** DATASET EXCERPTS follows **

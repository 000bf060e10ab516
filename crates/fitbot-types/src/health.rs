//! Deterministic body-metric estimates.
//!
//! These are plain arithmetic helpers; they never talk to the model.
//!
//! ```rust
//! use fitbot_types::health::{bmi, BmiCategory};
//!
//! let reading = bmi(70.0, 175.0).unwrap();
//! assert_eq!((reading.value, reading.category), (22.9, BmiCategory::NormalWeight));
//! ```
use std::fmt;

use fitbot_core::error::{FitbotError, Result};

/// WHO body-mass-index categories.
#[derive(Debug, Clone, Copy, PartialEq, Eq)]
pub enum BmiCategory {
    Underweight,
    NormalWeight,
    Overweight,
    Obese,
}

impl BmiCategory {
    fn from_value(bmi: f64) -> Self {
        if bmi < 18.5 {
            BmiCategory::Underweight
        } else if bmi < 25.0 {
            BmiCategory::NormalWeight
        } else if bmi < 30.0 {
            BmiCategory::Overweight
        } else {
            BmiCategory::Obese
        }
    }
}

impl fmt::Display for BmiCategory {
    fn fmt(&self, f: &mut fmt::Formatter<'_>) -> fmt::Result {
        let label = match self {
            BmiCategory::Underweight => "Underweight",
            BmiCategory::NormalWeight => "Normal weight",
            BmiCategory::Overweight => "Overweight",
            BmiCategory::Obese => "Obese",
        };
        f.write_str(label)
    }
}

#[derive(Debug, Clone, Copy, PartialEq)]
pub struct BmiReading {
    /// Rounded to one decimal place.
    pub value: f64,
    pub category: BmiCategory,
}

/// Body-mass index from weight in kilograms and height in centimetres.
///
/// # Errors
///
/// * [`FitbotError::Invalid`] – either input is zero, negative or not a number.
pub fn bmi(weight_kg: f64, height_cm: f64) -> Result<BmiReading> {
    if !(weight_kg > 0.0 && height_cm > 0.0) {
        return Err(FitbotError::Invalid(
            "height and weight must be positive numbers".into(),
        ));
    }

    let height_m = height_cm / 100.0;
    let value = (weight_kg / (height_m * height_m) * 10.0).round_ties_even() / 10.0;

    Ok(BmiReading {
        value,
        category: BmiCategory::from_value(value),
    })
}

/// Activity multipliers applied to the basal metabolic rate.
#[derive(Debug, Clone, Copy, PartialEq, Eq, Default)]
pub enum ActivityLevel {
    Sedentary,
    Light,
    #[default]
    Moderate,
    Active,
    VeryActive,
}

impl ActivityLevel {
    /// Case-insensitive lookup; unrecognised labels fall back to
    /// [`ActivityLevel::Moderate`].
    pub fn from_label(label: &str) -> Self {
        match label.to_ascii_lowercase().as_str() {
            "sedentary" => ActivityLevel::Sedentary,
            "light" => ActivityLevel::Light,
            "moderate" => ActivityLevel::Moderate,
            "active" => ActivityLevel::Active,
            "very_active" => ActivityLevel::VeryActive,
            _ => ActivityLevel::default(),
        }
    }

    pub fn factor(self) -> f64 {
        match self {
            ActivityLevel::Sedentary => 1.2,
            ActivityLevel::Light => 1.375,
            ActivityLevel::Moderate => 1.55,
            ActivityLevel::Active => 1.725,
            ActivityLevel::VeryActive => 1.9,
        }
    }
}

/// Total daily energy expenditure in kcal (Mifflin-St Jeor BMR times the
/// activity factor).
///
/// Only `"male"` (any case) selects the male formula; every other value uses
/// the female one.
pub fn estimate_tdee(
    weight_kg: f64,
    height_cm: f64,
    age: u32,
    gender: &str,
    activity_level: &str,
) -> i64 {
    let base = 10.0 * weight_kg + 6.25 * height_cm - 5.0 * f64::from(age);
    let bmr = if gender.eq_ignore_ascii_case("male") {
        base + 5.0
    } else {
        base - 161.0
    };

    (bmr * ActivityLevel::from_label(activity_level).factor()).round_ties_even() as i64
}

#[cfg(test)]
mod tests {
    use super::*;
    use pretty_assertions::assert_eq;

    #[test]
    fn bmi_of_reference_adult_is_normal_weight() {
        let reading = bmi(70.0, 175.0).unwrap();
        assert_eq!(reading.value, 22.9);
        assert_eq!(reading.category.to_string(), "Normal weight");
    }

    #[test]
    fn bmi_category_boundaries() {
        assert_eq!(bmi(50.0, 175.0).unwrap().category, BmiCategory::Underweight);
        assert_eq!(bmi(80.0, 175.0).unwrap().category, BmiCategory::Overweight);
        assert_eq!(bmi(100.0, 175.0).unwrap().category, BmiCategory::Obese);
    }

    #[test]
    fn bmi_rejects_non_positive_input() {
        assert!(matches!(bmi(0.0, 175.0), Err(FitbotError::Invalid(_))));
        assert!(matches!(bmi(70.0, -1.0), Err(FitbotError::Invalid(_))));
        assert!(matches!(bmi(f64::NAN, 175.0), Err(FitbotError::Invalid(_))));
    }

    #[test]
    fn tdee_for_male_uses_male_formula() {
        // BMR = 700 + 1093.75 - 150 + 5 = 1648.75; * 1.55 = 2555.5625
        assert_eq!(estimate_tdee(70.0, 175.0, 30, "Male", "moderate"), 2556);
    }

    #[test]
    fn tdee_for_any_other_gender_uses_female_formula() {
        // BMR = 700 + 1093.75 - 150 - 161 = 1482.75; * 1.2 = 1779.3
        assert_eq!(estimate_tdee(70.0, 175.0, 30, "female", "sedentary"), 1779);
        assert_eq!(
            estimate_tdee(70.0, 175.0, 30, "nonbinary", "sedentary"),
            estimate_tdee(70.0, 175.0, 30, "female", "sedentary")
        );
    }

    #[test]
    fn tdee_unknown_activity_defaults_to_moderate() {
        assert_eq!(ActivityLevel::from_label("couch"), ActivityLevel::Moderate);
        assert_eq!(
            estimate_tdee(70.0, 175.0, 30, "male", "couch"),
            estimate_tdee(70.0, 175.0, 30, "male", "MODERATE")
        );
    }

    #[test]
    fn activity_factors_cover_every_level() {
        assert_eq!(ActivityLevel::from_label("Very_Active").factor(), 1.9);
        assert_eq!(ActivityLevel::from_label("light").factor(), 1.375);
        assert_eq!(ActivityLevel::from_label("active").factor(), 1.725);
    }
}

** End of DATASET EXCERPTS **

### TASK
All the lines that hold the word "derive" must appear in the answer, copied from the records.

### TASK OUTPUT
#[derive(Debug, Clone, Copy, PartialEq, Eq)]
#[derive(Debug, Clone, Copy, PartialEq)]
#[derive(Debug, Clone, Copy, PartialEq, Eq, Default)]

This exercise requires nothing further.